In my experience, toothpaste will actually make the scratches worse. Car wax may yield better results:

[QUOTE=Ambihelical Hexnut]
My experience was with a new game DVD that had two scratches; one was on the surface of the shiny side, the other was a really nasty zigzag scratch that was embedded in the plastic (the game’s title screen wouldn’t even load).

I didn’t want to go through the hassle of returns from Amazon Marketplace sellers just for a very cheap game, so I set about fixing the problem myself.
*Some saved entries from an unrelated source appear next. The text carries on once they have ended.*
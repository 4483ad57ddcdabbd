//! Error types for fssp-core

/// Result type for fssp-core operations
pub type Result<T> = std::result::Result<T, Error>;

/// Errors that can occur when building searches or parsing their inputs.
///
/// Contradictions found while searching are not errors; they only prune the
/// branch that produced them.
#[derive(Debug, thiserror::Error)]
pub enum Error {
    /// Character that cannot be used as a cell state
    #[error(
        "Invalid symbol {symbol:?}: states are printable ASCII characters \
         other than quotes, ':', '|', ',', '{{' and '}}'"
    )]
    InvalidSymbol { symbol: char },

    /// Q or F used where only working states are allowed
    #[error("Reserved symbol {symbol} cannot be used as a working state")]
    ReservedSymbol { symbol: char },

    /// The same state listed twice
    #[error("Duplicate symbol {symbol} in alphabet")]
    DuplicateSymbol { symbol: char },

    /// Rule table keys of different lengths
    #[error("Window {window} has width {found}, expected {expected}")]
    MixedWidths {
        window: String,
        expected: usize,
        found: usize,
    },

    /// Granularity that does not divide a length it must divide
    #[error("Granularity {gran} does not divide the {what} ({len})")]
    Granularity {
        gran: usize,
        what: &'static str,
        len: usize,
    },

    /// Empty table where a window width is required
    #[error("Rule table is empty; its window width cannot be determined")]
    EmptyTable,

    /// Seed table that does not preserve quiescence
    #[error("Rule table maps the quiescent window {window} to {symbol}")]
    NotQuiescent { window: String, symbol: char },

    /// Two tables disagree on a window
    #[error("Conflicting definitions for {window}: {existing} and {proposed}")]
    Conflict {
        window: String,
        existing: char,
        proposed: char,
    },

    /// The pool of fresh aggregate symbols ran out
    #[error("Renaming pool exhausted while renaming block {block}")]
    RenamePoolExhausted { block: String },

    /// Malformed rule table literal
    #[error("Failed to parse rule table: {message}")]
    ParseTable { message: String },

    /// Search parameter outside its domain
    #[error("Invalid parameter {name}: {message}")]
    InvalidParameter { name: &'static str, message: String },
}

impl Error {
    pub fn invalid(name: &'static str, message: impl Into<String>) -> Self {
        Self::InvalidParameter {
            name,
            message: message.into(),
        }
    }

    pub fn parse(message: impl Into<String>) -> Self {
        Self::ParseTable {
            message: message.into(),
        }
    }
}
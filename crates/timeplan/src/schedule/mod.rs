/// Schedule parsing and conflict detection
mod conflict;
mod parser;
mod period;
mod types;

pub use conflict::{check_conflict, is_time_overlapping, ConflictReport, Meeting};
pub use parser::ScheduleParser;
pub use period::PeriodTable;
pub use types::{hhmm, DayOfWeek, ScheduleSlot};
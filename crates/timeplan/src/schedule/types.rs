/// Core types for parsed lecture schedules
use chrono::NaiveTime;
use serde::{Deserialize, Serialize};

/// A day of the week, identified in catalog data by its Korean token.
#[derive(Debug, Clone, Copy, PartialEq, Eq, Hash, Serialize, Deserialize)]
pub enum DayOfWeek {
    #[serde(rename = "월")]
    Mon,
    #[serde(rename = "화")]
    Tue,
    #[serde(rename = "수")]
    Wed,
    #[serde(rename = "목")]
    Thu,
    #[serde(rename = "금")]
    Fri,
    #[serde(rename = "토")]
    Sat,
    #[serde(rename = "일")]
    Sun,
}

impl DayOfWeek {
    /// Maps a single day token to a day, e.g. '목' -> Thu.
    pub fn from_token(c: char) -> Option<Self> {
        match c {
            '월' => Some(DayOfWeek::Mon),
            '화' => Some(DayOfWeek::Tue),
            '수' => Some(DayOfWeek::Wed),
            '목' => Some(DayOfWeek::Thu),
            '금' => Some(DayOfWeek::Fri),
            '토' => Some(DayOfWeek::Sat),
            '일' => Some(DayOfWeek::Sun),
            _ => None,
        }
    }

    /// The single-character token used in catalog time strings and stored rows.
    pub fn token(&self) -> char {
        match self {
            DayOfWeek::Mon => '월',
            DayOfWeek::Tue => '화',
            DayOfWeek::Wed => '수',
            DayOfWeek::Thu => '목',
            DayOfWeek::Fri => '금',
            DayOfWeek::Sat => '토',
            DayOfWeek::Sun => '일',
        }
    }
}

impl std::fmt::Display for DayOfWeek {
    fn fmt(&self, f: &mut std::fmt::Formatter<'_>) -> std::fmt::Result {
        write!(f, "{}", self.token())
    }
}

/// One normalized weekly meeting block produced by the parser.
///
/// `day` is `None` exactly when the course has no fixed grid placement
/// (cyber lectures, separately-arranged times, or free text the grammar
/// does not cover). When `day` is present both times are present and
/// `start_time < end_time`.
#[derive(Debug, Clone, PartialEq, Serialize, Deserialize)]
pub struct ScheduleSlot {
    pub day: Option<DayOfWeek>,
    #[serde(with = "hhmm")]
    pub start_time: Option<NaiveTime>,
    #[serde(with = "hhmm")]
    pub end_time: Option<NaiveTime>,
    pub location: Option<String>,
}

impl ScheduleSlot {
    /// A slot with no grid placement, carrying only a display label.
    pub fn unplaced(location: impl Into<String>) -> Self {
        ScheduleSlot {
            day: None,
            start_time: None,
            end_time: None,
            location: Some(location.into()),
        }
    }

    /// Returns true if this slot occupies a fixed weekly grid position.
    pub fn is_placed(&self) -> bool {
        self.day.is_some()
    }
}

/// Serde adapter for optional "HH:MM" wall-clock fields.
///
/// The surrounding data model uses empty strings, not nulls, for missing
/// times, so `None` round-trips as `""`.
pub mod hhmm {
    use chrono::NaiveTime;
    use serde::{Deserialize, Deserializer, Serializer};

    pub fn serialize<S: Serializer>(t: &Option<NaiveTime>, s: S) -> Result<S::Ok, S::Error> {
        match t {
            Some(t) => s.serialize_str(&t.format("%H:%M").to_string()),
            None => s.serialize_str(""),
        }
    }

    pub fn deserialize<'de, D: Deserializer<'de>>(d: D) -> Result<Option<NaiveTime>, D::Error> {
        let raw = Option::<String>::deserialize(d)?;
        match raw.as_deref() {
            None | Some("") => Ok(None),
            Some(text) => NaiveTime::parse_from_str(text, "%H:%M")
                .map(Some)
                .map_err(serde::de::Error::custom),
        }
    }
}

#[cfg(test)]
mod tests {
    use super::*;
    use chrono::NaiveTime;

    #[test]
    fn test_day_token_round_trip() {
        for day in [
            DayOfWeek::Mon,
            DayOfWeek::Tue,
            DayOfWeek::Wed,
            DayOfWeek::Thu,
            DayOfWeek::Fri,
            DayOfWeek::Sat,
            DayOfWeek::Sun,
        ] {
            assert_eq!(DayOfWeek::from_token(day.token()), Some(day));
        }
        assert_eq!(DayOfWeek::from_token('x'), None);
    }

    #[test]
    fn test_slot_serializes_hhmm() {
        let slot = ScheduleSlot {
            day: Some(DayOfWeek::Thu),
            start_time: NaiveTime::from_hms_opt(10, 0, 0),
            end_time: NaiveTime::from_hms_opt(12, 0, 0),
            location: Some("본부516".to_string()),
        };

        let json = serde_json::to_value(&slot).unwrap();
        assert_eq!(json["day"], "목");
        assert_eq!(json["start_time"], "10:00");
        assert_eq!(json["end_time"], "12:00");

        let back: ScheduleSlot = serde_json::from_value(json).unwrap();
        assert_eq!(back, slot);
    }

    #[test]
    fn test_unplaced_slot_serializes_empty_times() {
        let slot = ScheduleSlot::unplaced("사이버 강의");
        let json = serde_json::to_value(&slot).unwrap();
        assert_eq!(json["start_time"], "");
        assert_eq!(json["end_time"], "");
        assert!(json["day"].is_null());
    }
}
There was nothing that could be done about the embedded scratch, but I thought maybe it would work OK if I fixed the surface scratch.

I tried toothpaste, 2 different brands of furniture polish and car wax. The toothpaste was totally ineffective; it did nothing to improve the original scratch, and succeeded only in introducing dozens more tiny scratches. Furniture polish fared slightly better - there was some improvement in the appearance of the original scratch, and it didn’t introduce any more scratches. Car wax was the best; it almost totally eliminated the original scratch, as well as the vast majority of the small scratches caused by the toothpaste. Alas, the embedded scratch was the problem, so the game still didn’t work.

One thing I would suggest is not to try buffing it out too many times. I tried each of the above substances 2 - 3 times (so maybe 9 or 10 attempts in total). After all this, the two layers of plastic that make up the DVD were beginning to peel apart, so the disc had to be trashed anyway.

[/QUOTE]

Or use your Big Time Rush jelly bracelet. You don’t have one?!

So did Hamlet’s uncle* after he snuck in the garden to kill old King Hamlet.

*“A king of shreds and patches.” This will conclude the waste-of-bytes test.

Or just use a Clocky or Tocky. Falls off table and runs away. Invented by MIT kid, now for sale.

Is this safe? Cool water is always recommend to take away pain and lessen the chance of infection–hence, no butter–or other salve, I heard.